The dissenting opinion expresses the view that as there was no such admissible evidence presented showing such recognition in the first twenty years, that constructive ouster had established the right of possession and the evidence in the case of the more recent actions of the heirs in possession should be disregarded as irrelevant. The opinion makes a compelling argument about the absence of evidence and the great length of the possession. This would have more merit had there been any evidence concerning that period rather than mere inference from an absence of evidence. The majority opinion discourses upon the issue as follows:
Our Supreme Court considered and rejected this precise argument in a nearly identical context, holding that evidence from outside a particular twenty-year period can be used to infer a consistent position within that twenty-year period. See Clary v. Hatton, 152 N.C. 107, 67 S.E. 258, 259 (1910). In Clary, three siblings inherited property from their parents in 1872. Id. The brother lived on the property during his lifetime; his two sisters did not. When the brother died in 1908, his heirs claimed the entire property by adverse possession. Id. Although there was no evidence that the brother recognized his sisters' interests from 1872 to 1892, the sisters presented evidence that their brother acknowledged their interest in 1900, telling another man that "he only claimed or owned one third of the lot and his sister each owned a third." Id. The Supreme Court held that the brother's "declaration in 1900 in acknowledgement and recognition of his sisters' title is evidence that prior to then he had never claimed adversely to them." Id. This was sufficient evidence "to go to a jury that the possession of [the brother] was never adverse to the rights of his sisters ... and that consequently [the brother] acquired no title by reason of his possession."
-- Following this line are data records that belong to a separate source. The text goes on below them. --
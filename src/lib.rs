// src/lib.rs - Library interface for internal module access

pub mod config;
pub mod constants;
pub mod data_analysis;
pub mod data_input;
pub mod error;
pub mod fit_archive;
pub mod font_config;
pub mod pipeline;
pub mod plot_framework;
pub mod plot_functions;

pub fn crate_version() -> &'static str {
    env!("CARGO_PKG_VERSION")
}
// src/data_input/mod.rs

pub mod discharge_log;
pub mod log_parser;

// src/data_input/mod.rs
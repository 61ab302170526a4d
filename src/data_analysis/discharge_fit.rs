// src/data_analysis/discharge_fit.rs

use ndarray::Array1;
use tracing::{debug, info};

use crate::config::{AnalysisConfig, FitCfg};
use crate::constants::FIT_DEGREES;
use crate::data_analysis::geometric_correction::{correct_reference_curve, CorrectedReference};
use crate::data_analysis::polyfit::{fit_degrees, Polynomial, PolynomialFit};
use crate::data_analysis::savitzky_golay::SavitzkyGolayFilter;
use crate::data_analysis::time_remaining::reconstruct_time_remaining;
use crate::data_input::discharge_log::DischargeLog;
use crate::error::Result;

/// Fits computed directly on the logged voltage.
#[derive(Debug, Clone)]
pub struct RawAnalysis {
    pub voltage_mv: Array1<f64>,
    pub time_remaining: Array1<f64>,
    pub fits: Vec<PolynomialFit>,
}

/// Fits computed on the Savitzky-Golay smoothed voltage, plus the reference curve
/// evaluated on it.
#[derive(Debug, Clone)]
pub struct SmoothedAnalysis {
    pub filtered_mv: Array1<f64>,
    pub fits: Vec<PolynomialFit>,
    pub corrected_reference: CorrectedReference,
}

pub fn analyze_raw(log: &DischargeLog, config: &AnalysisConfig) -> Result<RawAnalysis> {
    let time_remaining = Array1::from(reconstruct_time_remaining(&log.time, config.time.time_axis)?);
    let voltage_mv = Array1::from(log.voltage_mv.clone());
    let fits = fit_degrees(&voltage_mv, &time_remaining, &FIT_DEGREES)?;
    log_fits("raw", &fits);

    Ok(RawAnalysis {
        voltage_mv,
        time_remaining,
        fits,
    })
}

pub fn analyze_smoothed(raw: &RawAnalysis, config: &AnalysisConfig) -> Result<SmoothedAnalysis> {
    let filter = SavitzkyGolayFilter::new(config.smoothing.window_size, config.smoothing.poly_order)?;
    debug!(
        "Savitzky-Golay window {} order {}",
        filter.window_size(),
        filter.poly_order()
    );
    let filtered_mv = Array1::from(filter.apply(&raw.voltage_mv.to_vec())?);

    let fits = fit_degrees(&filtered_mv, &raw.time_remaining, &FIT_DEGREES)?;
    log_fits("filtered", &fits);

    let reference = Polynomial::new(config.reference.coefficients.clone());
    let corrected_reference = correct_reference_curve(
        &filtered_mv,
        &reference,
        config.reference.rotation_rad,
        config.reference.offset_y,
    );

    Ok(SmoothedAnalysis {
        filtered_mv,
        fits,
        corrected_reference,
    })
}

/// Evenly spaced voltages the fitted curves are drawn over.
pub fn voltage_grid(fit: &FitCfg) -> Array1<f64> {
    Array1::linspace(fit.grid_start_mv, fit.grid_end_mv, fit.grid_points)
}

fn log_fits(series: &str, fits: &[PolynomialFit]) {
    for fit in fits {
        info!(
            "{series} p{} = {} (residual sum of squares {:.3e})",
            fit.degree,
            fit.polynomial,
            fit.residual_sum_of_squares()
        );
    }
}


// src/data_analysis/discharge_fit.rs
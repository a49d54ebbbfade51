use anyhow::{Context, Result};
use clap::{Parser, Subcommand};
use serde_json::json;
use std::path::PathBuf;
use std::process::ExitCode;
use tracing::info;
use tracing_subscriber::EnvFilter;

use geotally::config::{Config, LookupMode};
use geotally::counter::CounterStore;
use geotally::geoip::{CountryLookup, GeoIpError};

#[derive(Parser)]
#[command(name = "geotally")]
#[command(about = "Visitor country lookup and counter", long_about = None)]
struct Cli {
    /// Range table CSV (overrides GEOTALLY_RANGE_TABLE)
    #[arg(long, global = true)]
    table: Option<PathBuf>,

    /// Counter JSON file (overrides GEOTALLY_DATA_FILE)
    #[arg(long, global = true)]
    data: Option<PathBuf>,

    /// Lookup strategy: scan or indexed (overrides GEOTALLY_LOOKUP_MODE)
    #[arg(long, global = true, value_parser = parse_mode)]
    mode: Option<LookupMode>,

    #[command(subcommand)]
    command: Commands,
}

#[derive(Subcommand)]
enum Commands {
    /// Print the country code for an address
    Lookup {
        /// IPv4 or IPv6 address
        address: String,
    },
    /// Classify an address and add one visit to the counter file
    Record {
        /// IPv4 or IPv6 address
        address: String,
    },
    /// Show visit counts by country
    Stats {
        /// Only show the N most visited countries
        #[arg(long)]
        top: Option<usize>,
    },
}

fn parse_mode(value: &str) -> Result<LookupMode, String> {
    LookupMode::parse(value).ok_or_else(|| format!("unknown mode '{value}' (expected scan or indexed)"))
}

#[tokio::main]
async fn main() -> Result<ExitCode> {
    tracing_subscriber::fmt()
        .with_env_filter(
            EnvFilter::try_from_default_env().unwrap_or_else(|_| EnvFilter::new("info")),
        )
        .with_writer(std::io::stderr)
        .init();

    let cli = Cli::parse();
    let mut config = Config::from_env()?;

    if let Some(table) = cli.table {
        config.geoip.range_table = table;
    }
    if let Some(data) = cli.data {
        config.counter.data_file = data;
    }
    if let Some(mode) = cli.mode {
        config.geoip.mode = mode;
    }

    match cli.command {
        Commands::Lookup { address } => {
            let country = lookup_country(&config, address).await?;
            println!("{country}");
        }
        Commands::Record { address } => {
            let country = match lookup_country(&config, address.clone()).await {
                Ok(country) => country,
                Err(e) => {
                    if matches!(
                        e.downcast_ref::<GeoIpError>(),
                        Some(GeoIpError::SourceUnavailable { .. })
                    ) {
                        println!("{}", json!({"ok": false, "error": "range table not found"}));
                        return Ok(ExitCode::FAILURE);
                    }
                    return Err(e);
                }
            };

            let store = CounterStore::new(&config.counter.data_file);
            let outcome = match store.record(&country).await {
                Ok(outcome) => outcome,
                Err(e) => {
                    tracing::error!("Failed to record visit: {:#}", e);
                    println!("{}", json!({"ok": false, "error": "failed to save counter file"}));
                    return Ok(ExitCode::FAILURE);
                }
            };

            info!(country = %outcome.country, total = outcome.total, "recorded visit");
            println!(
                "{}",
                json!({
                    "ok": true,
                    "ip": address,
                    "country": outcome.country,
                    "total": outcome.total,
                })
            );
        }
        Commands::Stats { top } => {
            let store = CounterStore::new(&config.counter.data_file);
            let counts = store.load().await;
            let ranked = counts.ranked();

            if ranked.is_empty() {
                println!("No visits recorded yet.");
            } else {
                println!("{:<10} {}", "Country", "Visits");
                println!("{}", "-".repeat(20));
                for (code, count) in ranked.iter().take(top.unwrap_or(usize::MAX)) {
                    println!("{:<10} {}", code, count);
                }
                println!("{}", "-".repeat(20));
                println!("{:<10} {}", "Total", counts.total());
            }
            if let Some(updated) = counts.last_updated.as_deref() {
                println!("Last updated: {updated}");
            }
        }
    }

    Ok(ExitCode::SUCCESS)
}

/// Classify off the async runtime; table loading and scanning block on file I/O
async fn lookup_country(config: &Config, address: String) -> Result<String> {
    let geoip = config.geoip.clone();
    let country = tokio::task::spawn_blocking(move || {
        let lookup = CountryLookup::from_config(&geoip)?;
        info!(
            table = %geoip.range_table.display(),
            mode = ?lookup.mode(),
            "classifying address"
        );
        lookup.country_for(&address)
    })
    .await
    .context("Lookup task panicked")??;

    Ok(country)
}
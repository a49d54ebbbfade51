//! First-match range classification
//!
//! Records are scanned in the order given and the first range containing the
//! address wins. Tables are expected to be sorted and non-overlapping; when
//! they are not, the answer is whichever containing range appears first.

use crate::geoip::key::{normalize, AddressKey};
use crate::geoip::range::RangeRecord;
use crate::geoip::UNKNOWN_COUNTRY;

/// Classify a normalized address against a sequence of ranges
///
/// Returns the matching record's country code, or [`UNKNOWN_COUNTRY`] when
/// nothing matches.
pub fn classify<I>(address: &AddressKey, records: I) -> String
where
    I: IntoIterator<Item = RangeRecord>,
{
    records
        .into_iter()
        .find(|record| record.contains(address))
        .map(|record| country_or_unknown(&record.country_code).to_string())
        .unwrap_or_else(|| UNKNOWN_COUNTRY.to_string())
}

/// Classify a textual address; unparseable input yields [`UNKNOWN_COUNTRY`]
pub fn classify_str<I>(address: &str, records: I) -> String
where
    I: IntoIterator<Item = RangeRecord>,
{
    match normalize(address) {
        Ok(key) => classify(&key, records),
        Err(e) => {
            tracing::debug!(error = %e, "address not classifiable");
            UNKNOWN_COUNTRY.to_string()
        }
    }
}

/// Placeholder codes such as IP2Location's `-` collapse to the unknown code
pub(crate) fn country_or_unknown(code: &str) -> &str {
    if code.len() == 2 && code.bytes().all(|b| b.is_ascii_alphabetic()) {
        code
    } else {
        UNKNOWN_COUNTRY
    }
}

#[cfg(test)]
mod tests {
    use super::*;
    use crate::geoip::range::parse_record;

    fn table(rows: &[[&str; 3]]) -> Vec<RangeRecord> {
        rows.iter().map(|row| parse_record(&row[..]).unwrap()).collect()
    }

    #[test]
    fn test_single_range() {
        let records = table(&[["1.0.0.0", "1.0.0.255", "AU"]]);
        assert_eq!(classify_str("1.0.0.128", records.clone()), "AU");
        assert_eq!(classify_str("1.0.0.0", records.clone()), "AU");
        assert_eq!(classify_str("1.0.0.255", records.clone()), "AU");
        assert_eq!(classify_str("1.0.1.0", records), "ZZ");
    }

    #[test]
    fn test_invalid_address_is_unknown() {
        let records = table(&[["0.0.0.0", "255.255.255.255", "US"]]);
        assert_eq!(classify_str("not-an-ip", records), "ZZ");
    }

    #[test]
    fn test_empty_table() {
        assert_eq!(classify_str("8.8.8.8", Vec::new()), "ZZ");
    }

    #[test]
    fn test_ipv6_address() {
        let records = table(&[
            ["1.0.0.0", "1.0.0.255", "AU"],
            ["2001:200::", "2001:200:ffff:ffff:ffff:ffff:ffff:ffff", "JP"],
        ]);
        assert_eq!(classify_str("2001:200:1::5", records), "JP");
    }

    #[test]
    fn test_ipv4_against_decimal_ipv6_table() {
        // IP2Location IPv6 tables carry IPv4 space as ::ffff:0:0/96 in decimal
        let records = vec![parse_record(&["281470698520576", "281470698520831", "AU"]).unwrap()];
        assert_eq!(classify_str("1.0.0.7", records), "AU");
    }

    #[test]
    fn test_first_match_wins_on_overlap() {
        let records = table(&[
            ["10.0.0.0", "10.255.255.255", "US"],
            ["10.1.0.0", "10.1.255.255", "CA"],
        ]);
        assert_eq!(classify_str("10.1.2.3", records), "US");
    }

    #[test]
    fn test_placeholder_code_is_unknown() {
        let records = table(&[["0.0.0.0", "0.255.255.255", "-"]]);
        assert_eq!(classify_str("0.1.2.3", records), "ZZ");
    }

    #[test]
    fn test_scan_stops_at_first_match() {
        let records = table(&[["1.0.0.0", "1.0.0.255", "AU"]]);
        let mut visited = 0;
        let iter = records
            .into_iter()
            .chain(std::iter::repeat_with(|| {
                parse_record(&["9.0.0.0", "9.0.0.1", "XX"]).unwrap()
            }))
            .inspect(|_| visited += 1);
        assert_eq!(classify_str("1.0.0.1", iter), "AU");
        assert_eq!(visited, 1);
    }
}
It is important to consider that the possession arguments tend to lose traction in the context of family lands where more informal recognition of property rights commonly carry greater weight among family members than they do among strangers. It is to be observed that there apparently never was any ownership issue among family members until a third party acquired the one half interest and partitioned the land. It is also very important to recognize that the Court of Appeals was not willing to terminate property rights simply because one part of the family had moved away...even after 85 years. As the majority asserts:
Finally, there are important policy reasons for following Clary and reversing the entry of summary judgment in this case. As this Court previously has observed, a rule requiring specific, concrete evidence from each twenty-year time period could encourage a cotenant "to deal with his fellow tenants in a less than open and honest manner." Sheets v. Sheets, 57 N.C. App. 336, 338, 291 S.E.2d 300, 301 (1982). An occupying tenant could repeatedly reassure his cotenants that their interests are secure and then, after the passage of time has removed the records or witnesses, abruptly change position and claim title by constructive ouster occurring decades, or even centuries, ago. Private property rights are the bedrock of liberty. It is one thing to lose property rights to the open and notorious adverse possession of another. But in a case like this one, where a joint property owner's rights are threatened through the legal fiction of constructive ouster without any actual ouster, courts must be particularly vigilant in applying the well-settled summary judgment standard and permitting a jury to resolve fact disputes about who told what to whom.
The North Carolina Supreme Court's lack of comment in its per curiam affirmation can be said to speak volumes as well.